## Task brief
Each line of the material holding the word "SpaceResult" must be identified and copied.

--- Given entries ---

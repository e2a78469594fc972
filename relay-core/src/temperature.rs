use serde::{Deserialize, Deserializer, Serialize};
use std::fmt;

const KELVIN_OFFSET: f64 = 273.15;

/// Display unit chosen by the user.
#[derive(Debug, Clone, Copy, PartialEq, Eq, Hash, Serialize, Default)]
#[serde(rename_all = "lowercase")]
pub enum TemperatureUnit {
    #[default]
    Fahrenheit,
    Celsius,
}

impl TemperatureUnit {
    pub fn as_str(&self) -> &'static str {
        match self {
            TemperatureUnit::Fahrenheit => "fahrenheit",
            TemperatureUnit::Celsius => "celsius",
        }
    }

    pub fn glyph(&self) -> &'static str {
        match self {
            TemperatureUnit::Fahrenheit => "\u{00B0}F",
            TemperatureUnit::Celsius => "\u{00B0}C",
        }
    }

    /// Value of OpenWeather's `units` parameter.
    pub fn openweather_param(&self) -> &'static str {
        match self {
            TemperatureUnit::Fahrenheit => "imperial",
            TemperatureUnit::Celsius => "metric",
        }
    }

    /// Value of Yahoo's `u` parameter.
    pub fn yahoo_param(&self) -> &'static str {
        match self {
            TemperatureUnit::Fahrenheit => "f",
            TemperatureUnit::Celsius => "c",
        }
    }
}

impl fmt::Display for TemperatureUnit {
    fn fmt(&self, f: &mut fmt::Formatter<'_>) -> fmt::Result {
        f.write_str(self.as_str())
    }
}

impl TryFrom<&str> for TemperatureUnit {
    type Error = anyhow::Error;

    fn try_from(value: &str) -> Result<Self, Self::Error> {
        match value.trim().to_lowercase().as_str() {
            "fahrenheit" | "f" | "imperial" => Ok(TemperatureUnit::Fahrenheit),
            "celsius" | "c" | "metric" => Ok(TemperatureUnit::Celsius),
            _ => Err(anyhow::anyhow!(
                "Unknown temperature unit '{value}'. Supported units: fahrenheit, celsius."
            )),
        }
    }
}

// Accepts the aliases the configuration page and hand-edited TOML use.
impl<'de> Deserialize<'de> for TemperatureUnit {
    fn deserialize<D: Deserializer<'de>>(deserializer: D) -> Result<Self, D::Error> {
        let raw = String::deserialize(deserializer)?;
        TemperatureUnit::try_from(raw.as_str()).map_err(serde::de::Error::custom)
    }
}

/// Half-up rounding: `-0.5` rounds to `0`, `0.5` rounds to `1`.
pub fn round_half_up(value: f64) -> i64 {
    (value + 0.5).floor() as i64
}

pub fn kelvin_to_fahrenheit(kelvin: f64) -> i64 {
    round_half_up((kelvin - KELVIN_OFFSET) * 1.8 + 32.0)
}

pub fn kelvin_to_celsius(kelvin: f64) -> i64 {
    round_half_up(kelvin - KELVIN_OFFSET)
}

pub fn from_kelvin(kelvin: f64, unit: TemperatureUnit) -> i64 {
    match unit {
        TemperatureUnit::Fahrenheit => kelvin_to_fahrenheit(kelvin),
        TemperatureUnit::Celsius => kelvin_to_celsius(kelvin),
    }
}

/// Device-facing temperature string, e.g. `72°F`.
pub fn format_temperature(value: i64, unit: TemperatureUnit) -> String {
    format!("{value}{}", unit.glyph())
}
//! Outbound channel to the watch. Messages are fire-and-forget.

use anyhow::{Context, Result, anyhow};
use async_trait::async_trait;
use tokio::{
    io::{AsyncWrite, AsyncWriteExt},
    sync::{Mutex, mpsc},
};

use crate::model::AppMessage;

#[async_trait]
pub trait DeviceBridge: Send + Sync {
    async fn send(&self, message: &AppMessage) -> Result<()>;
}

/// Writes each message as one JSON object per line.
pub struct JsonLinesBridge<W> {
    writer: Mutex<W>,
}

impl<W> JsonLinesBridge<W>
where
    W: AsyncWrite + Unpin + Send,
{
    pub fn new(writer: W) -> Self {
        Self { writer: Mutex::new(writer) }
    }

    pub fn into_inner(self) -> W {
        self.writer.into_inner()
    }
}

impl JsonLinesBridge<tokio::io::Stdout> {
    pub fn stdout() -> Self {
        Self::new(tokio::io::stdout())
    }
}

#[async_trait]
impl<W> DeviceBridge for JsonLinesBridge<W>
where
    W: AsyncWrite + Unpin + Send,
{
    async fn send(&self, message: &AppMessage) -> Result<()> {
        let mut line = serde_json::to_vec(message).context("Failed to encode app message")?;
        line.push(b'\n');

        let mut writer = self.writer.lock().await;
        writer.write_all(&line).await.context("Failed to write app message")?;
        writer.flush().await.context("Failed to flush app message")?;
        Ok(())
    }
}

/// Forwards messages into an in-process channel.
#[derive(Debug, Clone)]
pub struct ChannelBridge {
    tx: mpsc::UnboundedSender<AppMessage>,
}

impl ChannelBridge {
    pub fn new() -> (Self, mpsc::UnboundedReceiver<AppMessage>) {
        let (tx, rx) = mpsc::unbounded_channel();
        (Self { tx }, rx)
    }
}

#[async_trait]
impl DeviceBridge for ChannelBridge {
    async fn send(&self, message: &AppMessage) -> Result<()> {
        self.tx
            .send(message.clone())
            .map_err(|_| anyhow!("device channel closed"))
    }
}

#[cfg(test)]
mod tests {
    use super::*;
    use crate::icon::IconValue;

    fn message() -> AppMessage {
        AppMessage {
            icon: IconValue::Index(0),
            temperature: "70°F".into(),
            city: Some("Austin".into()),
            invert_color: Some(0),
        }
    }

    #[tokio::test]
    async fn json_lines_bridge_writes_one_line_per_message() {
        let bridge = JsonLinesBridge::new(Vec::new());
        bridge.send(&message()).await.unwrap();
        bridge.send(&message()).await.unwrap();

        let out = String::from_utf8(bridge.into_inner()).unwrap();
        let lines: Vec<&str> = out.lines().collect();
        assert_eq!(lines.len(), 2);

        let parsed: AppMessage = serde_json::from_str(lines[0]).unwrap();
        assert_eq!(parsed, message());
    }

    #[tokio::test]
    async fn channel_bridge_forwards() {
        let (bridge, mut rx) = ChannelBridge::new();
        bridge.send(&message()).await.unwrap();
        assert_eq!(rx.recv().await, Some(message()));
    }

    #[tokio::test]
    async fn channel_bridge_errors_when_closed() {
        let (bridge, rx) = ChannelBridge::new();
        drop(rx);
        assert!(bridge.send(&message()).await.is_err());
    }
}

---
--- Given entries ---

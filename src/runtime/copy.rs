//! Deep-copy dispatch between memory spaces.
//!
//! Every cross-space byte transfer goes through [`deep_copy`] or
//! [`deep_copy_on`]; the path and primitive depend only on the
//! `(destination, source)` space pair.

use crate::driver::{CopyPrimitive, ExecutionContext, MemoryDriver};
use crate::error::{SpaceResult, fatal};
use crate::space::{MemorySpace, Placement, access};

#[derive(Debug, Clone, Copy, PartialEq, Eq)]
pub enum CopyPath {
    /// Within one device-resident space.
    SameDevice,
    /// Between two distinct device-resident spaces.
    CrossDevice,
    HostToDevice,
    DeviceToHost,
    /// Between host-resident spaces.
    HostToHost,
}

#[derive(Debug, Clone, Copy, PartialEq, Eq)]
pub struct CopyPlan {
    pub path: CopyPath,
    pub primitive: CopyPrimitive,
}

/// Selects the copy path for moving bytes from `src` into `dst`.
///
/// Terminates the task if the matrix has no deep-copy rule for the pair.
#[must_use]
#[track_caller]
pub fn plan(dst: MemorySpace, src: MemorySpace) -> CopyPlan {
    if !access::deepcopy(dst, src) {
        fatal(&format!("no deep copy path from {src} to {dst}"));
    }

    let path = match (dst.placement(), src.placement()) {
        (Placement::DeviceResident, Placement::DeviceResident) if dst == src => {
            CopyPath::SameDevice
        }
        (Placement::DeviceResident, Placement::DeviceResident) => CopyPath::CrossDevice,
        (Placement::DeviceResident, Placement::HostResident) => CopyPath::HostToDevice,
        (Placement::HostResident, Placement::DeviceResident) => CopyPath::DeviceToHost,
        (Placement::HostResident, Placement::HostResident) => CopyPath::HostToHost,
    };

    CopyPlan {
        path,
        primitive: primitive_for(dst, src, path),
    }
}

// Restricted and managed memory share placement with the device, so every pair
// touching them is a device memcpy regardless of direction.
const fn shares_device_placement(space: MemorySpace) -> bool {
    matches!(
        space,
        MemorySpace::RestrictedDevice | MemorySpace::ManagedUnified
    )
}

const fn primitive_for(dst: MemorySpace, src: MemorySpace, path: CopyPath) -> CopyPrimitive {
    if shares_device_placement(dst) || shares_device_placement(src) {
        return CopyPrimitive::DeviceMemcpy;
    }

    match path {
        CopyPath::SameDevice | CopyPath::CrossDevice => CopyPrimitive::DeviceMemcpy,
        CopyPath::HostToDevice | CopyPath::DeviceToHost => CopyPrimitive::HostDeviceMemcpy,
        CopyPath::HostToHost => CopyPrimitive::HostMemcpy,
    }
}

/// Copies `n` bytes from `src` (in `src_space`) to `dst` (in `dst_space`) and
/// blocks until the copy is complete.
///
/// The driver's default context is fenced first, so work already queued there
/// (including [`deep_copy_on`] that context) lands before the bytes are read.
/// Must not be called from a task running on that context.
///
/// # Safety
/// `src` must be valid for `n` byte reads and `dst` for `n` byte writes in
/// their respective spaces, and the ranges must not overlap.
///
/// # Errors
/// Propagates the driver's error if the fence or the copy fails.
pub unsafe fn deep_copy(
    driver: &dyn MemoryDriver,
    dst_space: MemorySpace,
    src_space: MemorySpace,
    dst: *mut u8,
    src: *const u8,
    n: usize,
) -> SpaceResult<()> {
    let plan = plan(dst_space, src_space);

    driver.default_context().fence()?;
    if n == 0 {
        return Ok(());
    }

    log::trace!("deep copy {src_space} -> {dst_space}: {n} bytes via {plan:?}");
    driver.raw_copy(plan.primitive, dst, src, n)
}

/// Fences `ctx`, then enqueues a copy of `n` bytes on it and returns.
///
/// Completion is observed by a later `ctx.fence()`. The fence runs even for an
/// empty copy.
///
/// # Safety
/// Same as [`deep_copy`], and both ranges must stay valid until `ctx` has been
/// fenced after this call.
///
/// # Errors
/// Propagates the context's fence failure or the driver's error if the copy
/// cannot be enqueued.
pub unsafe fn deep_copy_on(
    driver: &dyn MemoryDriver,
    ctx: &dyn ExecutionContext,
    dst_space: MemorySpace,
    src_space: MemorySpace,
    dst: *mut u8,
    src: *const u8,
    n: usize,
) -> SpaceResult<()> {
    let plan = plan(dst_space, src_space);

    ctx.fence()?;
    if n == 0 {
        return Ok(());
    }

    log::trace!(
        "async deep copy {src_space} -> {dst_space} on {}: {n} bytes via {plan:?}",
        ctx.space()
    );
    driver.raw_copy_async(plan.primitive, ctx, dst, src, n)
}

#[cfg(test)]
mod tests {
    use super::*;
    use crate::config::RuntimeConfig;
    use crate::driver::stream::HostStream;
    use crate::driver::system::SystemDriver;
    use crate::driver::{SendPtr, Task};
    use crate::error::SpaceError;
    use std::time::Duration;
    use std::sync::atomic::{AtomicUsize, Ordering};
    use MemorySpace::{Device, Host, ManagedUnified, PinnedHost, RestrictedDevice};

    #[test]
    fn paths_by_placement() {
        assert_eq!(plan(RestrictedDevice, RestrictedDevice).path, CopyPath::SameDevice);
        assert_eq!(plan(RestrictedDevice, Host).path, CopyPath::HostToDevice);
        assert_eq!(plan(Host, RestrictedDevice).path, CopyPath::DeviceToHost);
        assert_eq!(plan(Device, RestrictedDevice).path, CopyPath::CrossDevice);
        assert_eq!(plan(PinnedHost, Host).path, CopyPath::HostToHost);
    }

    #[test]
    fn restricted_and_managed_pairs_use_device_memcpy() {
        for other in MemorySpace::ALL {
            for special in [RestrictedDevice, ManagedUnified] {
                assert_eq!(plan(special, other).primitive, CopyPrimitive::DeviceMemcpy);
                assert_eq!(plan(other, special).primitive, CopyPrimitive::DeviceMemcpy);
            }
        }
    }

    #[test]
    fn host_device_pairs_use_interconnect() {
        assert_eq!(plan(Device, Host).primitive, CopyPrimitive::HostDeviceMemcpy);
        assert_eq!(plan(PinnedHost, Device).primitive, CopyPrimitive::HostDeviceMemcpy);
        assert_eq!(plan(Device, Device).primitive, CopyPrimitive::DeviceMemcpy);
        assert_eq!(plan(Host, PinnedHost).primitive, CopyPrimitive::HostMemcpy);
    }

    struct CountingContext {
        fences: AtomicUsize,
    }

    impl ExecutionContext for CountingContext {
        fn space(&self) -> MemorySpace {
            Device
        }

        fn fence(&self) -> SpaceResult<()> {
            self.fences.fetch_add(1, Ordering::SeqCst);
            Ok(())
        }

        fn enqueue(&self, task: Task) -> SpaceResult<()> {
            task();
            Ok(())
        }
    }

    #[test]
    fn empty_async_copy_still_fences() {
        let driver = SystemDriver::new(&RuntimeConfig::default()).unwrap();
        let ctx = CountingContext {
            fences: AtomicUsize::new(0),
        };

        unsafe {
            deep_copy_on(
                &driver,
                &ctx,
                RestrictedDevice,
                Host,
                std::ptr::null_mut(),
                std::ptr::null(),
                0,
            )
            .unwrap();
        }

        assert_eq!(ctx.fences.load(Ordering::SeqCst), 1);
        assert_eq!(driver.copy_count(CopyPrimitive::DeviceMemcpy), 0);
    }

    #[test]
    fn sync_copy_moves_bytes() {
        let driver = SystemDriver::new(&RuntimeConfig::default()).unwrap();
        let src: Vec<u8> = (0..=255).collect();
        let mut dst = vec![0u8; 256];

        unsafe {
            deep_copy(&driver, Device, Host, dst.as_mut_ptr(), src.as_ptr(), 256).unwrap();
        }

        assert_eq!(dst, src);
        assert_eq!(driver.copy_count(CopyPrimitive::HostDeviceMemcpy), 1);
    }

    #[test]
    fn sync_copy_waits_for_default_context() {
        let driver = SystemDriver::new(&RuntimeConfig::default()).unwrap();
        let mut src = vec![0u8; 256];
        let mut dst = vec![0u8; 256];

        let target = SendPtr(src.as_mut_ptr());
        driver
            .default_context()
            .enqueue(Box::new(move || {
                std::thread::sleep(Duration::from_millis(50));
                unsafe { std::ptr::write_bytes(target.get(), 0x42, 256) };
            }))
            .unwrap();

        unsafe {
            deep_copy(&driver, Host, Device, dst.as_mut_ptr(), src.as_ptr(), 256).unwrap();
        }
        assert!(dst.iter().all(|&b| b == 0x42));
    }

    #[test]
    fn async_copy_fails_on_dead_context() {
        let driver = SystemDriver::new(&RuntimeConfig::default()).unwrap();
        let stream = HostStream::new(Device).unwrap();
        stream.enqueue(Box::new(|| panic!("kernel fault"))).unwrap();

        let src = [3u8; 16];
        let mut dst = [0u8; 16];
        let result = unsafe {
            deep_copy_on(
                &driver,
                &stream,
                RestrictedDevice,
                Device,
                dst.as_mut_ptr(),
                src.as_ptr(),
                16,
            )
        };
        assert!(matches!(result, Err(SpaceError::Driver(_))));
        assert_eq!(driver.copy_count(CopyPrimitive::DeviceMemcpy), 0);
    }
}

---

## Solution
use crate::error::{SpaceResult, fatal};
) -> SpaceResult<()> {
) -> SpaceResult<()> {
        fn fence(&self) -> SpaceResult<()> {
        fn enqueue(&self, task: Task) -> SpaceResult<()> {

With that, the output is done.